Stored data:
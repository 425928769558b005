//! Lookup request body serialization.
//!
//! Renders a [`VerificationRequest`] into the gateway's lookup wire format.
//! The gateway distinguishes a key that is present with JSON `null` from a
//! key that is omitted, so the customer and billing-address keys are always
//! emitted and `Option` fields serialize to explicit `null` rather than
//! being skipped.
//!
//! The body shape is:
//!
//! ```json
//! {
//!   "amount": "1.00",
//!   "customer": {
//!     "mobilePhoneNumber": null,
//!     "email": "test@example.com",
//!     "shippingMethod": null,
//!     "billingAddress": { "firstName": null, "line1": "555 Smith Street", ... }
//!   }
//! }
//! ```
//!
//! Address fields are remapped to the gateway vocabulary by a fixed table:
//! `street_address` → `line1`, `extended_address` → `line2`, `locality` →
//! `city`, `region` → `state`, `country_code_alpha2` → `countryCode`. All
//! string values pass through byte-for-byte; nothing is trimmed, parsed, or
//! case-normalized.

use serde::Serialize;

use crate::request::{PostalAddress, VerificationRequest};

/// Wire view of a lookup request body.
///
/// Borrows from the source [`VerificationRequest`]; building one is free of
/// allocation until [`encode`](Self::encode) renders the JSON text. Encoding
/// is deterministic: the same request always produces byte-identical output.
#[derive(Debug, Serialize)]
#[serde(rename_all = "camelCase")]
pub struct LookupRequestBody<'a> {
    amount: &'a str,
    customer: CustomerBody<'a>,
}

/// The `customer` object. Always present, even when every field is unset.
#[derive(Debug, Serialize)]
#[serde(rename_all = "camelCase")]
struct CustomerBody<'a> {
    mobile_phone_number: Option<&'a str>,
    email: Option<&'a str>,
    shipping_method: Option<&'a str>,
    billing_address: Option<AddressBody<'a>>,
}

/// The nested `billingAddress` object with the wire field names.
///
/// Every key is emitted; an unset source field becomes `null`.
#[derive(Debug, Serialize)]
#[serde(rename_all = "camelCase")]
struct AddressBody<'a> {
    first_name: Option<&'a str>,
    last_name: Option<&'a str>,
    #[serde(rename = "line1")]
    street_address: Option<&'a str>,
    #[serde(rename = "line2")]
    extended_address: Option<&'a str>,
    #[serde(rename = "city")]
    locality: Option<&'a str>,
    #[serde(rename = "state")]
    region: Option<&'a str>,
    postal_code: Option<&'a str>,
    #[serde(rename = "countryCode")]
    country_code_alpha2: Option<&'a str>,
    phone_number: Option<&'a str>,
}

impl<'a> From<&'a VerificationRequest> for LookupRequestBody<'a> {
    fn from(request: &'a VerificationRequest) -> Self {
        Self {
            amount: &request.amount,
            customer: CustomerBody {
                mobile_phone_number: request.mobile_phone_number.as_deref(),
                email: request.email.as_deref(),
                shipping_method: request.shipping_method.as_deref(),
                billing_address: request.billing_address.as_ref().map(AddressBody::from),
            },
        }
    }
}

impl<'a> From<&'a PostalAddress> for AddressBody<'a> {
    fn from(address: &'a PostalAddress) -> Self {
        Self {
            first_name: address.first_name.as_deref(),
            last_name: address.last_name.as_deref(),
            street_address: address.street_address.as_deref(),
            extended_address: address.extended_address.as_deref(),
            locality: address.locality.as_deref(),
            region: address.region.as_deref(),
            postal_code: address.postal_code.as_deref(),
            country_code_alpha2: address.country_code_alpha2.as_deref(),
            phone_number: address.phone_number.as_deref(),
        }
    }
}

impl LookupRequestBody<'_> {
    /// Renders the body as a JSON string.
    ///
    /// # Errors
    ///
    /// Returns an error if JSON serialization fails; with string-only fields
    /// this does not happen in practice, but the error is propagated rather
    /// than swallowed.
    pub fn encode(&self) -> Result<String, serde_json::Error> {
        serde_json::to_string(self)
    }
}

→ ACTIVITY: Lines containing the word "billingAddress": how many are there in the data above? Reply with only that number.

→ ANSWER FOR THIS EXERCISE: 2